Non-Euclidean geometry and the equivalence principle

["Don't panic!"]

As I understand it, a Cartesian coordinate map (a coordinate map for which the line element takes the simple form $ds^{2}=(dx^{1})^{2}+ (dx^{2})^{2}+\cdots +(dx^{n})^{2}$, and for which the coordinate basis $\lbrace\frac{\partial}{\partial x^{\mu}}\rbrace$ is orthonormal) can only be constructed in the neighbourhood of some point on a manifold if that manifold is locally flat, corresponding to the vanishing of the Riemann tensor at the point whose neighbourhood we are considering. Now, a sphere is not locally flat, but in general relativity, the equivalence principle states that within a sufficiently small neighbourhood of a given point special relativity should apply. In special relativity one considers inertial frames, defined as frames in which one can construct an orthonormal canonical basis, such that the metric tensor is given by $\eta_{\mu\nu}=\text{diag}\left(-1,1,1,1\right)$, such that the line element is of the form $ds^{2}=-(dx^{0})^{2}+ (dx^{1})^{2}+(dx^{2})^{2}+(dx^{3})^{2}$.
My question, given the above, is how it is possible to reconcile this when one considers applying these ideas to the surface of the Earth?

Maybe I have misunderstood things, regardless I'm feeling a bit confused. I realize that one can always approximate to Cartesian coordinates within a sufficiently small neighbourhood of a point, but shouldn't this be exact (rather than an approximation) in order for the equivalence principle to work?!

 

[PeroK]

I thought a sphere was locally flat. Certainly the Earth is locally flat and you can quite happily (as we do) use a set of Cartesian $i, j, k$ vectors near each point on the surface. I don't know enough differential geometry to know how this extends in general, though.

 

["Don't panic!"]

I thought a sphere was locally flat. Certainly the Earth is locally flat and you can quite happily (as we do) use a set of Cartesian $i, j, k$ vectors near each point on the surface. I don't know enough differential geometry to know how this extends in general, though.
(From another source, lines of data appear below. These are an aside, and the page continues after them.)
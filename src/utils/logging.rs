/// 日志工具模块
///
/// 提供启动信息和日志格式化的辅助函数
use tracing::info;

use crate::config::Config;

/// 记录程序启动信息
pub fn log_startup(config: &Config) {
    info!("{}", "=".repeat(60));
    info!("🚀 程序启动 - Cup Car Challenge 问卷服务");
    info!("🌐 监听地址: {}", config.bind_addr);
    if config.dry_run {
        info!("🧪 演练模式: 内存表格 + 邮件只写日志");
    } else {
        info!(
            "📊 表格: {} / 工作表: {}",
            config
                .spreadsheet_id
                .as_deref()
                .unwrap_or(&config.spreadsheet_name),
            config.worksheet_title
        );
        info!("📧 发件人: {}", config.sender());
    }
    info!("🕒 时区: {}", config.timezone);
    info!("{}", "=".repeat(60));
}

/// 截断长文本用于日志显示
///
/// # 参数
/// - `text`: 原始文本
/// - `max_len`: 最大长度
///
/// # 返回
/// 返回截断后的文本
pub fn truncate_text(text: &str, max_len: usize) -> String {
    if text.chars().count() > max_len {
        text.chars().take(max_len).collect::<String>() + "..."
    } else {
        text.to_string()
    }
}

#[cfg(test)]
mod tests {
    use super::*;

    #[test]
    fn test_truncate_text() {
        assert_eq!(truncate_text("Kyle Larson", 20), "Kyle Larson");
        assert_eq!(truncate_text("Shane Van Gisbergen", 5), "Shane...");
    }
}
Ah OK, it's quite possible that I've misread something somewhere. All the same, it would be great to know how this extends in general if somebody knows?!

 

[lavinia]

On any Riemannian or semi-Riemannian manifold deviations from Euclidean measurement are small over small distances. However this does not mean that the manifold is locally flat. For any curvature tensor, measurement in a small enough region approximates Euclidean.For instance, the sphere has constant positive curvature - so is not locally flat anywhere - yet measurement over small distances approximates Euclidean.

In space-time in a small enough region of space and over small enough time intervals, deviations from Minkowski fall below the ability of measuring instruments to detect them and so for practical purposes are Minkowski. However, in a region where curvature is large, the region may be extremely small. But far away from large bodies of mass, the region may be large since there, the curvature is small.
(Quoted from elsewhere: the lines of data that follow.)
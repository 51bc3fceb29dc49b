//! 错误类型
//!
//! 按阶段划分：校验（可恢复、展示给用户）、存储（提交未记录）、通知（提交已记录）、配置（启动失败）

use thiserror::Error;

/// 表单校验错误
///
/// `Display` 即为展示给用户的提示文本
#[derive(Debug, Clone, PartialEq, Eq, Error)]
pub enum ValidationError {
    /// 必填字段为空
    #[error("{label} is required.")]
    EmptyField {
        field: &'static str,
        label: &'static str,
    },
    /// 邮箱为空或格式不合法
    #[error("A valid Email Address is required.")]
    InvalidEmail,
    /// 数值不是整数或超出范围
    #[error("Enter a number between {min} and {max} for cars finishing on the lead lap.")]
    OutOfRange {
        field: &'static str,
        min: u32,
        max: u32,
    },
    /// 选项缺失或不在候选列表中
    #[error("Please pick a {label}.")]
    InvalidChoice {
        field: &'static str,
        label: &'static str,
    },
}

impl ValidationError {
    /// 出错的表单字段名
    pub fn field(&self) -> &'static str {
        match self {
            ValidationError::EmptyField { field, .. }
            | ValidationError::OutOfRange { field, .. }
            | ValidationError::InvalidChoice { field, .. } => field,
            ValidationError::InvalidEmail => "email",
        }
    }
}

/// 表格存储错误（提交未被记录）
#[derive(Debug, Error)]
pub enum StoreError {
    /// 网络请求失败
    #[error("表格服务请求失败 ({operation}): {source}")]
    Unavailable {
        operation: &'static str,
        #[source]
        source: reqwest::Error,
    },
    /// 请求超时
    #[error("表格服务请求超时 ({operation})")]
    Timeout { operation: &'static str },
    /// 服务返回非成功状态码（包括鉴权失败）
    #[error("表格服务返回错误 ({operation}): status={status}, body={body}")]
    Rejected {
        operation: &'static str,
        status: u16,
        body: String,
    },
    /// 响应无法解析
    #[error("表格服务响应无法解析 ({operation}): {message}")]
    BadResponse {
        operation: &'static str,
        message: String,
    },
    /// 按名称找不到表格文档
    #[error("找不到表格文档: {name}")]
    SpreadsheetNotFound { name: String },
    /// 访问凭证不可用
    #[error("无法读取访问凭证: {0}")]
    Credential(String),
}

/// 确认邮件发送错误（提交已被记录）
#[derive(Debug, Error)]
pub enum NotifyError {
    /// 网络请求失败
    #[error("邮件服务请求失败: {0}")]
    Unavailable(#[source] reqwest::Error),
    /// 请求超时
    #[error("邮件服务请求超时")]
    Timeout,
    /// 服务返回非成功状态码
    #[error("邮件服务返回错误: status={status}, body={body}")]
    Rejected { status: u16, body: String },
}

/// 配置错误
#[derive(Debug, Error)]
pub enum ConfigError {
    /// 必需的配置项缺失
    #[error("缺少配置项 {name}")]
    Missing { name: &'static str },
    /// 配置值无法解析
    #[error("配置项 {name} 解析失败: 值 '{value}' 无法转换为 {expected}")]
    InvalidValue {
        name: &'static str,
        value: String,
        expected: &'static str,
    },
    /// 读取配置文件失败
    #[error("读取配置文件失败 ({path}): {source}")]
    Read {
        path: String,
        #[source]
        source: std::io::Error,
    },
    /// 配置文件解析失败
    #[error("配置文件解析失败 ({path}): {source}")]
    Parse {
        path: String,
        #[source]
        source: toml::de::Error,
    },
}

/// 应用程序错误
#[derive(Debug, Error)]
pub enum AppError {
    #[error("配置错误: {0}")]
    Config(#[from] ConfigError),
    #[error("HTTP 客户端初始化失败: {0}")]
    HttpClient(#[source] reqwest::Error),
    #[error("服务启动失败: {0}")]
    Server(#[from] std::io::Error),
}

/// 应用程序结果类型
pub type AppResult<T> = Result<T, AppError>;

/// 按 reqwest 错误种类区分超时与其它网络错误
pub(crate) fn store_error(operation: &'static str, err: reqwest::Error) -> StoreError {
    if err.is_timeout() {
        StoreError::Timeout { operation }
    } else {
        StoreError::Unavailable {
            operation,
            source: err,
        }
    }
}

pub(crate) fn notify_error(err: reqwest::Error) -> NotifyError {
    if err.is_timeout() {
        NotifyError::Timeout
    } else {
        NotifyError::Unavailable(err)
    }
}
If the curvature tensor were actually flat in a small region of a point then Euclidean measurement would work for instruments of arbitrarily high accuracy.

 

["Don't panic!"]

For any curvature tensor, measurement in a small enough region approximates Euclidean.For instance, the sphere has constant positive curvature - so is not locally flat anywhere - yet measurement over small distances approximates Euclidean.

Does this mean one can, to a good approximation, use Cartesian coordinates and construct local inertial frames?
Also, is it a result of the local flatness theorem, i.e. given a metric with signature $+2$ (using the (-+++) convention) in 4 dimensions, within a sufficiently small neighbourhood of a point $p\in M$ on a (pseudo-)Riemannian manifold $M$, a coordinate system can be found in which the metric is flat to first order [I'm guessing that the "to first order" bit is what leads to the statement that the manifold is approximately Euclidean to within a sufficiently small region of a point?] $g_{\mu\nu}(x)= \eta_{\mu\nu} +O(x^2)$, such that $g_{\mu\nu}(p)= \eta_{\mu\nu}$ and $\partial_{\lambda}g_{\mu\nu}(p)=0$ (but $\partial_{\sigma}\partial_{\lambda}g_{\mu\nu}(p)\neq 0$). Importantly, the connection coefficients vanish, $\Gamma^{\lambda}_{\mu\nu}(p)=0$, such that the geometry is locally flat to first order within a sufficiently small neighbourhood of $p$. One example of such a coordinate system are Riemann normal coordinates. Apologies for stating what is probably the obvious to you, but I just wanted to put it in writing to check whether I'm correct or not?!

 

[lavinia]

Does this mean one can, to a good approximation, use Cartesian coordinates and construct local inertial frames?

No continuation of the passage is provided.